Los hijos, a su vez, contribuyen al crecimiento de sus padres en la santidad. Todos y cada uno se concederán generosamente y sin cansarse los perdones mutuos exigidos por las ofensas, las discordias, las injusticias y las omisiones. El afecto mutuo lo reclama. La caridad de Cristo lo exige (cf Mt 18,21-22; Lc 17,4).
Durante la infancia, el respeto y el afecto de los padres se traducen ante todo por el cuidado y la atención que consagran en educar a sus hijos, en proveer a sus necesidades físicas y espirituales. En el transcurso del crecimiento, el mismo respeto y la misma dedicación llevan a los padres a enseñar a sus hijos a usar rectamente de su razón y de su libertad.
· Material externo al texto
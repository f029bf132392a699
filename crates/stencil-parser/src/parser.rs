//! Core fragment parser infrastructure: token cursor, error reporting, helpers.

use stencil_lexer::{Token, TokenKind};
use stencil_types::ast::{Ident, Program};
use stencil_types::{EvalError, Span};

/// Maximum nesting of expressions and blocks before parsing gives up.
pub const MAX_NESTING: u32 = 64;

/// Result of parsing: the first error stops the parse.
pub type ParseResult<T> = Result<T, EvalError>;

/// The fragment parser.
///
/// Consumes the token stream assembled from a whole template (literal text
/// included as [`TokenKind::Emit`] tokens) and builds a [`Program`].
pub struct Parser {
    /// The token stream, always ending with `Eof`.
    tokens: Vec<Token>,
    /// Current index into `tokens`.
    pos: usize,
    /// Current expression/block nesting depth.
    pub(crate) depth: u32,
}

impl Parser {
    /// Create a new parser. An `Eof` token is appended when missing.
    pub fn new(mut tokens: Vec<Token>) -> Self {
        if tokens.last().is_none_or(|t| t.kind != TokenKind::Eof) {
            let span = tokens.last().map(|t| t.span).unwrap_or_default();
            tokens.push(Token::new(TokenKind::Eof, span));
        }
        Self {
            tokens,
            pos: 0,
            depth: 0,
        }
    }

    /// Parse the whole token stream into a program.
    pub fn parse(mut self) -> ParseResult<Program> {
        let mut body = Vec::new();
        while !self.at_end() {
            if self.eat(&TokenKind::Semicolon) {
                continue;
            }
            if self.check_exact(&TokenKind::RBrace) {
                return Err(self.error_at_current("unexpected '}' without an open block"));
            }
            body.push(self.parse_statement()?);
        }
        Ok(Program { body })
    }

    // ── Token Cursor ──────────────────────────────────────────────────────────

    /// Returns the current token without advancing.
    pub(crate) fn peek(&self) -> &Token {
        // `new` guarantees a trailing Eof, and `advance` never moves past it.
        &self.tokens[self.pos.min(self.tokens.len() - 1)]
    }

    pub(crate) fn peek_kind(&self) -> &TokenKind {
        &self.peek().kind
    }

    /// Advance the cursor by one and return the consumed token.
    pub(crate) fn advance(&mut self) -> Token {
        let token = self.peek().clone();
        if self.pos < self.tokens.len() - 1 {
            self.pos += 1;
        }
        token
    }

    /// Returns the previously consumed token's span.
    pub(crate) fn previous_span(&self) -> Span {
        if self.pos > 0 {
            self.tokens[self.pos - 1].span
        } else {
            self.peek().span
        }
    }

    pub(crate) fn current_span(&self) -> Span {
        self.peek().span
    }

    pub(crate) fn at_end(&self) -> bool {
        matches!(self.peek_kind(), TokenKind::Eof)
    }

    pub(crate) fn check_exact(&self, kind: &TokenKind) -> bool {
        self.peek_kind() == kind
    }

    /// If the current token matches, advance and return `true`.
    pub(crate) fn eat(&mut self, kind: &TokenKind) -> bool {
        if self.check_exact(kind) {
            self.advance();
            true
        } else {
            false
        }
    }

    /// Look ahead by `n` tokens from the current position.
    pub(crate) fn look_ahead(&self, n: usize) -> &TokenKind {
        self.tokens
            .get(self.pos + n)
            .map(|t| &t.kind)
            .unwrap_or(&TokenKind::Eof)
    }

    // ── Expect Helpers ────────────────────────────────────────────────────────

    /// Expect a specific token kind.
    pub(crate) fn expect(&mut self, expected: &TokenKind) -> ParseResult<Token> {
        if self.check_exact(expected) {
            Ok(self.advance())
        } else {
            Err(self.error_at_current(format!(
                "expected '{}', got '{}'",
                expected,
                self.peek_kind()
            )))
        }
    }

    /// Expect an identifier token.
    pub(crate) fn expect_identifier(&mut self) -> ParseResult<Ident> {
        match self.peek_kind().clone() {
            TokenKind::Identifier(name) => {
                let span = self.advance().span;
                Ok(Ident::new(name, span))
            }
            other => Err(self.error_at_current(format!("expected identifier, got '{other}'"))),
        }
    }

    /// Expect a property name after `.`; reserved words are valid here.
    pub(crate) fn expect_property_name(&mut self) -> ParseResult<Ident> {
        let kind = self.peek_kind().clone();
        match kind {
            TokenKind::Identifier(name) => {
                let span = self.advance().span;
                Ok(Ident::new(name, span))
            }
            TokenKind::Let
            | TokenKind::If
            | TokenKind::Else
            | TokenKind::For
            | TokenKind::Of
            | TokenKind::In
            | TokenKind::True
            | TokenKind::False
            | TokenKind::Null => {
                let span = self.advance().span;
                Ok(Ident::new(kind.to_string(), span))
            }
            other => Err(self.error_at_current(format!("expected property name, got '{other}'"))),
        }
    }

    // ── Nesting ───────────────────────────────────────────────────────────────

    pub(crate) fn enter(&mut self) -> ParseResult<()> {
        self.depth += 1;
        if self.depth > MAX_NESTING {
            return Err(self.error_at_current(format!(
                "maximum nesting depth is {MAX_NESTING}"
            )));
        }
        Ok(())
    }

    pub(crate) fn leave(&mut self) {
        self.depth = self.depth.saturating_sub(1);
    }

    // ── Errors ────────────────────────────────────────────────────────────────

    pub(crate) fn error_at(&self, span: Span, message: impl Into<String>) -> EvalError {
        EvalError::Syntax {
            message: message.into(),
            span,
        }
    }

    pub(crate) fn error_at_current(&self, message: impl Into<String>) -> EvalError {
        self.error_at(self.current_span(), message)
    }
}
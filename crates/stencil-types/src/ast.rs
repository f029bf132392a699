//! AST for the code fragments embedded in templates.
//!
//! Every node carries a [`Span`] that points back into the template source.
//! Block statements may be assembled from several code tags, so a single
//! `If` can cover text that lies between tags.

use crate::Span;

// ══════════════════════════════════════════════════════════════════════════════
// Program
// ══════════════════════════════════════════════════════════════════════════════

/// An assembled template, ready for execution.
#[derive(Debug, Clone, PartialEq, Default)]
pub struct Program {
    pub body: Vec<Stmt>,
}

/// A spanned identifier.
#[derive(Debug, Clone, PartialEq)]
pub struct Ident {
    pub name: String,
    pub span: Span,
}

impl Ident {
    pub fn new(name: impl Into<String>, span: Span) -> Self {
        Self {
            name: name.into(),
            span,
        }
    }
}

// ══════════════════════════════════════════════════════════════════════════════
// Statements
// ══════════════════════════════════════════════════════════════════════════════

#[derive(Debug, Clone, PartialEq)]
pub struct Stmt {
    pub kind: StmtKind,
    pub span: Span,
}

impl Stmt {
    pub fn new(kind: StmtKind, span: Span) -> Self {
        Self { kind, span }
    }
}

#[derive(Debug, Clone, PartialEq)]
pub enum StmtKind {
    /// Literal template text appended to the output.
    Emit(String),
    /// `let x = expr` (also `const` / `var`).
    Let { name: Ident, value: Expr },
    /// `x = expr` / `x += expr`
    Assign {
        name: Ident,
        op: AssignOp,
        value: Expr,
    },
    /// `if (c) { ... } else if (c) { ... } else { ... }`
    If(IfStmt),
    /// `for (let x of xs) { ... }` / `for (let k in obj) { ... }`
    For(ForStmt),
    /// An expression evaluated for its effect (`print(x)`, `include('a')`).
    Expr(Expr),
}

#[derive(Debug, Clone, Copy, PartialEq, Eq)]
pub enum AssignOp {
    Set,
    Add,
}

#[derive(Debug, Clone, PartialEq)]
pub struct IfStmt {
    pub condition: Expr,
    pub then_body: Vec<Stmt>,
    pub else_branch: Option<ElseBranch>,
}

#[derive(Debug, Clone, PartialEq)]
pub enum ElseBranch {
    ElseIf(Box<IfStmt>),
    Block(Vec<Stmt>),
}

#[derive(Debug, Clone, PartialEq)]
pub struct ForStmt {
    pub binding: Ident,
    pub kind: ForKind,
    pub iterable: Expr,
    pub body: Vec<Stmt>,
}

/// `of` walks values, `in` walks keys (object keys or array indices).
#[derive(Debug, Clone, Copy, PartialEq, Eq)]
pub enum ForKind {
    Of,
    In,
}

// ══════════════════════════════════════════════════════════════════════════════
// Expressions
// ══════════════════════════════════════════════════════════════════════════════

#[derive(Debug, Clone, PartialEq)]
pub struct Expr {
    pub kind: ExprKind,
    pub span: Span,
}

impl Expr {
    pub fn new(kind: ExprKind, span: Span) -> Self {
        Self { kind, span }
    }
}

#[derive(Debug, Clone, PartialEq)]
pub enum ExprKind {
    NumberLit(f64),
    StringLit(String),
    BoolLit(bool),
    NullLit,
    ArrayLit(Vec<Expr>),
    ObjectLit(Vec<(String, Expr)>),
    Identifier(String),
    /// `object.property`
    Member { object: Box<Expr>, property: Ident },
    /// `object[index]`
    Index { object: Box<Expr>, index: Box<Expr> },
    /// `callee(args)`; `print` and `include` are plain identifier callees.
    Call { callee: Box<Expr>, args: Vec<Expr> },
    Binary {
        left: Box<Expr>,
        op: BinOp,
        right: Box<Expr>,
    },
    Unary { op: UnaryOp, operand: Box<Expr> },
    /// `condition ? then_expr : else_expr`
    Conditional {
        condition: Box<Expr>,
        then_expr: Box<Expr>,
        else_expr: Box<Expr>,
    },
}

#[derive(Debug, Clone, Copy, PartialEq, Eq)]
pub enum BinOp {
    Add,
    Sub,
    Mul,
    Div,
    Mod,
    Eq,
    NotEq,
    Less,
    Greater,
    LessEq,
    GreaterEq,
    And,
    Or,
}

#[derive(Debug, Clone, Copy, PartialEq, Eq)]
pub enum UnaryOp {
    Neg,
    Not,
}
//! Engine configuration.

use serde::{Deserialize, Serialize};
use std::path::PathBuf;
use stencil_types::{Bindings, Result, TemplateError, Value};

/// Default open delimiter.
pub const DEFAULT_OPEN: &str = "<%";
/// Default close delimiter.
pub const DEFAULT_CLOSE: &str = "%>";
/// Default bound on nested includes per render.
pub const DEFAULT_MAX_INCLUDE_DEPTH: usize = 64;

/// Options recognized by [`Engine`](crate::Engine).
///
/// Every field has a default, so a JSON document only needs the fields it
/// changes:
///
/// ```json
/// { "open": "{{", "close": "}}", "globals": { "site": "example.org" } }
/// ```
#[derive(Debug, Clone, PartialEq, Serialize, Deserialize)]
#[serde(default, deny_unknown_fields)]
pub struct EngineConfig {
    /// Marker that starts a code tag.
    pub open: String,
    /// Marker that ends a code tag.
    pub close: String,
    /// Return the assembled program instead of executing it.
    pub raw: bool,
    /// Bindings visible to every render; per-render imports override them.
    pub globals: Bindings,
    /// Nested include bound; exceeding it fails with `CyclicInclude`.
    pub max_include_depth: usize,
    /// Directory includes resolve against when a template has no id.
    #[serde(skip_serializing_if = "Option::is_none")]
    pub base_dir: Option<PathBuf>,
}

impl Default for EngineConfig {
    fn default() -> Self {
        Self {
            open: DEFAULT_OPEN.to_string(),
            close: DEFAULT_CLOSE.to_string(),
            raw: false,
            globals: Bindings::new(),
            max_include_depth: DEFAULT_MAX_INCLUDE_DEPTH,
            base_dir: None,
        }
    }
}

impl EngineConfig {
    /// Parse a configuration from JSON text.
    pub fn from_json(text: &str) -> Result<Self> {
        let config: Self = serde_json::from_str(text)
            .map_err(|e| TemplateError::InvalidConfig(e.to_string()))?;
        config.validate()?;
        Ok(config)
    }

    /// Reject configurations the scanner cannot work with.
    pub fn validate(&self) -> Result<()> {
        if self.open.is_empty() || self.close.is_empty() {
            return Err(TemplateError::InvalidConfig(
                "open and close delimiters must not be empty".to_string(),
            ));
        }
        if self.max_include_depth == 0 {
            return Err(TemplateError::InvalidConfig(
                "max_include_depth must be at least 1".to_string(),
            ));
        }
        Ok(())
    }

    pub fn with_delimiters(mut self, open: impl Into<String>, close: impl Into<String>) -> Self {
        self.open = open.into();
        self.close = close.into();
        self
    }

    pub fn with_raw(mut self, raw: bool) -> Self {
        self.raw = raw;
        self
    }

    pub fn with_global(mut self, name: impl Into<String>, value: impl Into<Value>) -> Self {
        self.globals.insert(name.into(), value.into());
        self
    }

    pub fn with_max_include_depth(mut self, depth: usize) -> Self {
        self.max_include_depth = depth;
        self
    }

    pub fn with_base_dir(mut self, dir: impl Into<PathBuf>) -> Self {
        self.base_dir = Some(dir.into());
        self
    }
}
use sqlx::sqlite::{SqlitePool, SqlitePoolOptions};
use std::fs;
use std::path::Path;
use tracing::{info, warn};

use crate::error::StartupError;
use crate::media::VideoStore;

pub type DbPool = SqlitePool;

/// Application state shared by every request handler
pub struct AppState {
  pub db: DbPool,
  pub videos: VideoStore,
}

/// Open (or create) the database file and bring the schema up to date
pub async fn initialize_db(db_path: &Path) -> Result<DbPool, StartupError> {
  if let Some(parent) = db_path.parent().filter(|p| !p.as_os_str().is_empty()) {
    fs::create_dir_all(parent)?;
  }
  let db_url = format!("sqlite://{}?mode=rwc", db_path.display());

  info!("Initializing database at: {}", db_path.display());

  let pool = SqlitePoolOptions::new()
    .max_connections(5)
    .connect(&db_url)
    .await?;

  migrate(&pool).await?;

  info!("Database initialized successfully");

  Ok(pool)
}

/// Run every schema step. Safe to call on new, current or legacy data files.
pub async fn migrate(pool: &DbPool) -> Result<(), StartupError> {
  ensure_steps_comments_column(pool).await?;

  let duplicates = count_duplicate_dates(pool).await?;
  if duplicates > 0 {
    warn!(
      "Dropping {} older entries that share a date with a newer one; every other row is kept",
      duplicates
    );
  }

  sqlx::migrate!("./migrations").run(pool).await?;
  Ok(())
}

/// Rows the one-entry-per-day migration will remove: for each date in
/// `exercises` and `steps`, every row except the newest
pub async fn count_duplicate_dates(pool: &DbPool) -> Result<i64, sqlx::Error> {
  let mut total = 0;
  for table in ["exercises", "steps"] {
    let exists: i64 =
      sqlx::query_scalar("SELECT COUNT(*) FROM sqlite_master WHERE type = 'table' AND name = ?1")
        .bind(table)
        .fetch_one(pool)
        .await?;
    if exists == 0 {
      continue;
    }

    let duplicates: i64 =
      sqlx::query_scalar(&format!("SELECT COUNT(*) - COUNT(DISTINCT date) FROM {}", table))
        .fetch_one(pool)
        .await?;
    total += duplicates;
  }
  Ok(total)
}

/// Data files written before step comments existed have no `comments` column.
/// Adds it in place; a missing table is left for the migrations to create.
pub async fn ensure_steps_comments_column(pool: &DbPool) -> Result<bool, sqlx::Error> {
  let columns: Vec<String> = sqlx::query_scalar("SELECT name FROM pragma_table_info('steps')")
    .fetch_all(pool)
    .await?;

  if columns.is_empty() || columns.iter().any(|c| c == "comments") {
    return Ok(false);
  }

  sqlx::query("ALTER TABLE steps ADD COLUMN comments TEXT")
    .execute(pool)
    .await?;
  info!("Added 'comments' column to 'steps' table");

  Ok(true)
}
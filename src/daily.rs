//! Date-keyed daily records: exercises and step counts
//!
//! Each calendar day holds at most one exercise entry and one steps entry.
//! Writes supersede whatever was stored for that day. The unique index on
//! `date` lets `INSERT OR REPLACE` do the delete and insert as one atomic
//! statement, and the replacement row receives a fresh id.

use chrono::NaiveDate;
use serde::{Deserialize, Deserializer};
use sqlx::{Sqlite, SqlitePool, Transaction};

use crate::models::{ExerciseEntry, NewExercise, NewSteps, StepEntry};

// ---------------------------------------------------------------------------
/// Date Filter: which days a listing covers
// ---------------------------------------------------------------------------

#[derive(Debug, Clone, Copy, PartialEq, Eq, Default)]
pub enum DateFilter {
  #[default]
  All,
  Day(NaiveDate),
  /// Inclusive on both ends; a missing bound is open
  Range {
    start: Option<NaiveDate>,
    end: Option<NaiveDate>,
  },
}

/// Query string accepted by the listing endpoints
#[derive(Debug, Clone, Default, Deserialize)]
#[serde(rename_all = "camelCase")]
pub struct DateQuery {
  #[serde(default, deserialize_with = "empty_as_none")]
  pub date: Option<NaiveDate>,
  #[serde(default, deserialize_with = "empty_as_none")]
  pub start_date: Option<NaiveDate>,
  #[serde(default, deserialize_with = "empty_as_none")]
  pub end_date: Option<NaiveDate>,
}

/// `?date=` means no filter, not a malformed date
fn empty_as_none<'de, D>(deserializer: D) -> Result<Option<NaiveDate>, D::Error>
where
  D: Deserializer<'de>,
{
  let raw: Option<String> = Option::deserialize(deserializer)?;
  match raw.as_deref().map(str::trim) {
    None | Some("") => Ok(None),
    Some(value) => value.parse().map(Some).map_err(serde::de::Error::custom),
  }
}

impl From<DateQuery> for DateFilter {
  fn from(q: DateQuery) -> Self {
    match (q.date, q.start_date, q.end_date) {
      (Some(day), _, _) => DateFilter::Day(day),
      (None, None, None) => DateFilter::All,
      (None, start, end) => DateFilter::Range { start, end },
    }
  }
}

impl DateFilter {
  fn bounds(&self) -> (Option<NaiveDate>, Option<NaiveDate>) {
    match *self {
      DateFilter::All => (None, None),
      DateFilter::Day(day) => (Some(day), Some(day)),
      DateFilter::Range { start, end } => (start, end),
    }
  }
}

// ---------------------------------------------------------------------------
// Exercises
// ---------------------------------------------------------------------------

/// Newest date first; entries for one day are ordered by id, newest first
pub async fn list_exercises(
  pool: &SqlitePool,
  filter: DateFilter,
) -> Result<Vec<ExerciseEntry>, sqlx::Error> {
  let (start, end) = filter.bounds();

  sqlx::query_as::<_, ExerciseEntry>(
    r#"
    SELECT id, done, date, quantity
    FROM exercises
    WHERE (?1 IS NULL OR date >= ?1)
      AND (?2 IS NULL OR date <= ?2)
    ORDER BY date DESC, id DESC
    "#,
  )
  .bind(start)
  .bind(end)
  .fetch_all(pool)
  .await
}

/// Replace the exercise entry for `entry.date`, returning the new id
pub async fn save_exercise(pool: &SqlitePool, entry: &NewExercise) -> Result<i64, sqlx::Error> {
  let result = sqlx::query(
    "INSERT OR REPLACE INTO exercises (done, quantity, date) VALUES (?1, ?2, ?3)",
  )
  .bind(&entry.done)
  .bind(entry.quantity)
  .bind(entry.date)
  .execute(pool)
  .await?;

  Ok(result.last_insert_rowid())
}

// ---------------------------------------------------------------------------
// Steps
// ---------------------------------------------------------------------------

pub async fn list_steps(
  pool: &SqlitePool,
  filter: DateFilter,
) -> Result<Vec<StepEntry>, sqlx::Error> {
  let (start, end) = filter.bounds();

  sqlx::query_as::<_, StepEntry>(
    r#"
    SELECT id, date, quantity, comments
    FROM steps
    WHERE (?1 IS NULL OR date >= ?1)
      AND (?2 IS NULL OR date <= ?2)
    ORDER BY date DESC, id DESC
    "#,
  )
  .bind(start)
  .bind(end)
  .fetch_all(pool)
  .await
}

/// Replace the steps entry for `entry.date`, returning the new id
pub async fn save_steps(pool: &SqlitePool, entry: &NewSteps) -> Result<i64, sqlx::Error> {
  let result = sqlx::query(
    "INSERT OR REPLACE INTO steps (quantity, date, comments) VALUES (?1, ?2, ?3)",
  )
  .bind(entry.quantity)
  .bind(entry.date)
  .bind(&entry.comments)
  .execute(pool)
  .await?;

  Ok(result.last_insert_rowid())
}

// ---------------------------------------------------------------------------
// Transaction-scoped building blocks (used by batch sync and history wipe)
// ---------------------------------------------------------------------------

pub(crate) async fn delete_exercise_on(
  tx: &mut Transaction<'_, Sqlite>,
  date: NaiveDate,
) -> Result<u64, sqlx::Error> {
  let result = sqlx::query("DELETE FROM exercises WHERE date = ?1")
    .bind(date)
    .execute(&mut **tx)
    .await?;
  Ok(result.rows_affected())
}

pub(crate) async fn insert_exercise(
  tx: &mut Transaction<'_, Sqlite>,
  done: &str,
  quantity: Option<i64>,
  date: NaiveDate,
) -> Result<i64, sqlx::Error> {
  let result = sqlx::query("INSERT INTO exercises (done, quantity, date) VALUES (?1, ?2, ?3)")
    .bind(done)
    .bind(quantity)
    .bind(date)
    .execute(&mut **tx)
    .await?;
  Ok(result.last_insert_rowid())
}

pub(crate) async fn delete_steps_on(
  tx: &mut Transaction<'_, Sqlite>,
  date: NaiveDate,
) -> Result<u64, sqlx::Error> {
  let result = sqlx::query("DELETE FROM steps WHERE date = ?1")
    .bind(date)
    .execute(&mut **tx)
    .await?;
  Ok(result.rows_affected())
}

pub(crate) async fn insert_steps(
  tx: &mut Transaction<'_, Sqlite>,
  quantity: i64,
  date: NaiveDate,
  comments: Option<&str>,
) -> Result<i64, sqlx::Error> {
  let result = sqlx::query("INSERT INTO steps (quantity, date, comments) VALUES (?1, ?2, ?3)")
    .bind(quantity)
    .bind(date)
    .bind(comments)
    .execute(&mut **tx)
    .await?;
  Ok(result.last_insert_rowid())
}

// ---------------------------------------------------------------------------
// History
// ---------------------------------------------------------------------------

#[derive(Debug, Clone, Copy, PartialEq, Eq, serde::Serialize)]
#[serde(rename_all = "camelCase")]
pub struct ClearedHistory {
  pub exercises_deleted: u64,
  pub steps_deleted: u64,
}

/// Delete every exercise and steps entry. Videos are not history.
pub async fn clear_history(pool: &SqlitePool) -> Result<ClearedHistory, sqlx::Error> {
  let mut tx = pool.begin().await?;

  let exercises = sqlx::query("DELETE FROM exercises").execute(&mut *tx).await?;
  let steps = sqlx::query("DELETE FROM steps").execute(&mut *tx).await?;

  tx.commit().await?;

  Ok(ClearedHistory {
    exercises_deleted: exercises.rows_affected(),
    steps_deleted: steps.rows_affected(),
  })
}

/// ---------------------------------------------------------------------------
/// Tests
/// ---------------------------------------------------------------------------
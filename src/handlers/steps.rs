use std::sync::Arc;

use axum::{
  extract::{Query, State},
  http::StatusCode,
  Json,
};

use super::{Created, JsonOrForm};
use crate::daily::{self, DateQuery};
use crate::db::AppState;
use crate::error::AppError;
use crate::models::{NewSteps, StepEntry};

pub async fn list_steps(
  State(state): State<Arc<AppState>>,
  Query(query): Query<DateQuery>,
) -> Result<Json<Vec<StepEntry>>, AppError> {
  let rows = daily::list_steps(&state.db, query.into()).await?;
  Ok(Json(rows))
}

pub async fn save_steps(
  State(state): State<Arc<AppState>>,
  JsonOrForm(entry): JsonOrForm<NewSteps>,
) -> Result<(StatusCode, Json<Created>), AppError> {
  let id = daily::save_steps(&state.db, &entry).await?;
  Ok((StatusCode::CREATED, Json(Created { id })))
}
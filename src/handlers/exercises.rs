use std::sync::Arc;

use axum::{
  extract::{Query, State},
  http::StatusCode,
  Json,
};

use super::{Created, JsonOrForm};
use crate::daily::{self, DateQuery};
use crate::db::AppState;
use crate::error::AppError;
use crate::models::{ExerciseEntry, NewExercise};

/// `GET /exercises[?date=D | ?startDate=A&endDate=B]`
pub async fn list_exercises(
  State(state): State<Arc<AppState>>,
  Query(query): Query<DateQuery>,
) -> Result<Json<Vec<ExerciseEntry>>, AppError> {
  let rows = daily::list_exercises(&state.db, query.into()).await?;
  Ok(Json(rows))
}

/// `POST /exercises` replaces whatever was logged for that date
pub async fn save_exercise(
  State(state): State<Arc<AppState>>,
  JsonOrForm(entry): JsonOrForm<NewExercise>,
) -> Result<(StatusCode, Json<Created>), AppError> {
  let id = daily::save_exercise(&state.db, &entry).await?;
  Ok((StatusCode::CREATED, Json(Created { id })))
}
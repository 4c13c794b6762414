//! Bulk operations over the daily log: calendar batch sync and history wipe

use std::sync::Arc;

use axum::{extract::State, Json};
use serde_json::Value;
use tracing::{info, warn};

use super::ApiJson;
use crate::daily;
use crate::db::AppState;
use crate::error::AppError;
use crate::sync::{self, BatchEntry, BatchOutcome};

/// `POST /batch-save-data`: all entries commit together or not at all
pub async fn batch_save_data(
  State(state): State<Arc<AppState>>,
  ApiJson(body): ApiJson<Value>,
) -> Result<Json<BatchOutcome>, AppError> {
  if !body.is_array() {
    return Err(AppError::BadRequest(
      "Request body must be an array of entries".to_string(),
    ));
  }
  let entries: Vec<BatchEntry> = serde_json::from_value(body)
    .map_err(|e| AppError::BadRequest(format!("Invalid batch entry: {}", e)))?;

  let outcome = sync::save_batch(&state.db, &entries).await?;
  info!("Batch sync applied {} entries", outcome.saved);

  Ok(Json(outcome))
}

/// `DELETE /history`: wipes every exercise and steps entry, no undo
pub async fn clear_history(State(state): State<Arc<AppState>>) -> Result<&'static str, AppError> {
  let cleared = daily::clear_history(&state.db).await?;
  warn!(
    "History cleared: {} exercise and {} steps entries deleted",
    cleared.exercises_deleted, cleared.steps_deleted
  );
  Ok("History cleared.")
}
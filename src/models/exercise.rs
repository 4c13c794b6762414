use chrono::NaiveDate;
use serde::{Deserialize, Serialize};

/// Label recorded when no exercise was done that day
pub const NOT_DONE: &str = "No";

#[derive(Debug, Clone, PartialEq, Eq, Serialize, Deserialize, sqlx::FromRow)]
pub struct ExerciseEntry {
  pub id: i64,
  pub done: String,
  pub date: NaiveDate,
  pub quantity: i64,
}

/// For inserting a day's exercise (without id)
#[derive(Debug, Clone, Serialize, Deserialize)]
pub struct NewExercise {
  pub done: String,
  pub quantity: i64,
  pub date: NaiveDate,
}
Los padres, como primeros responsables de la educación de sus hijos, tienen el derecho de elegir para ellos una escuela que corresponda a sus propias convicciones. Este derecho es fundamental. En cuanto sea posible, los padres tienen el deber de elegir las escuelas que mejor les ayuden en su tarea de educadores cristianos. Los poderes públicos tienen el deber de garantizar este derecho de los padres y de asegurar las condiciones reales de su ejercicio. De igual modo, podrán elegir el centro de catequesis que más favorece la educación integral de su prole.
Cuando llegan a la edad correspondiente, los hijos tienen el deber y el derecho de elegir su profesión y su estado de vida. Estas nuevas responsabilidades deberán asumirlas en una relación confiada con sus padres, cuyo parecer y consejo pedirán y recibirán dócilmente. Los padres deben cuidar de no violentar a sus hijos ni en la elección de una profesión ni en la de su futuro cónyuge. Este deber de no inmiscuirse no les impide, sino al contrario, los obliga a ayudarles con consejos juiciosos, particularmente cuando se proponen fundar un hogar.
El estado de vida en la soltería es una vocación auténtica. Hay quienes no se casan para poder cuidar a sus padres, o sus hermanos y hermanas, para dedicarse más exclusivamente a una profesión o por otros motivos dignos. Estas personas pueden contribuir grandemente al bien de la familia humana.
Pidamos al “dueño de la mies” que cada familia sea un centro importante de crecimiento humano y espiritual para todos, especialmente los hijos, y que con la luz del Espíritu Santo y los buenos consejos y ejemplos de los papás, puedan los descendientes encontrar y vivir la llamada de Dios con una fiel y generosa respuesta.
Texto basado en: Catecismo de la Iglesia Católica, 2227-2231. CONCILIO VATICANO II, Gaudium et spes, 48; Gravissimun Educationis, 6.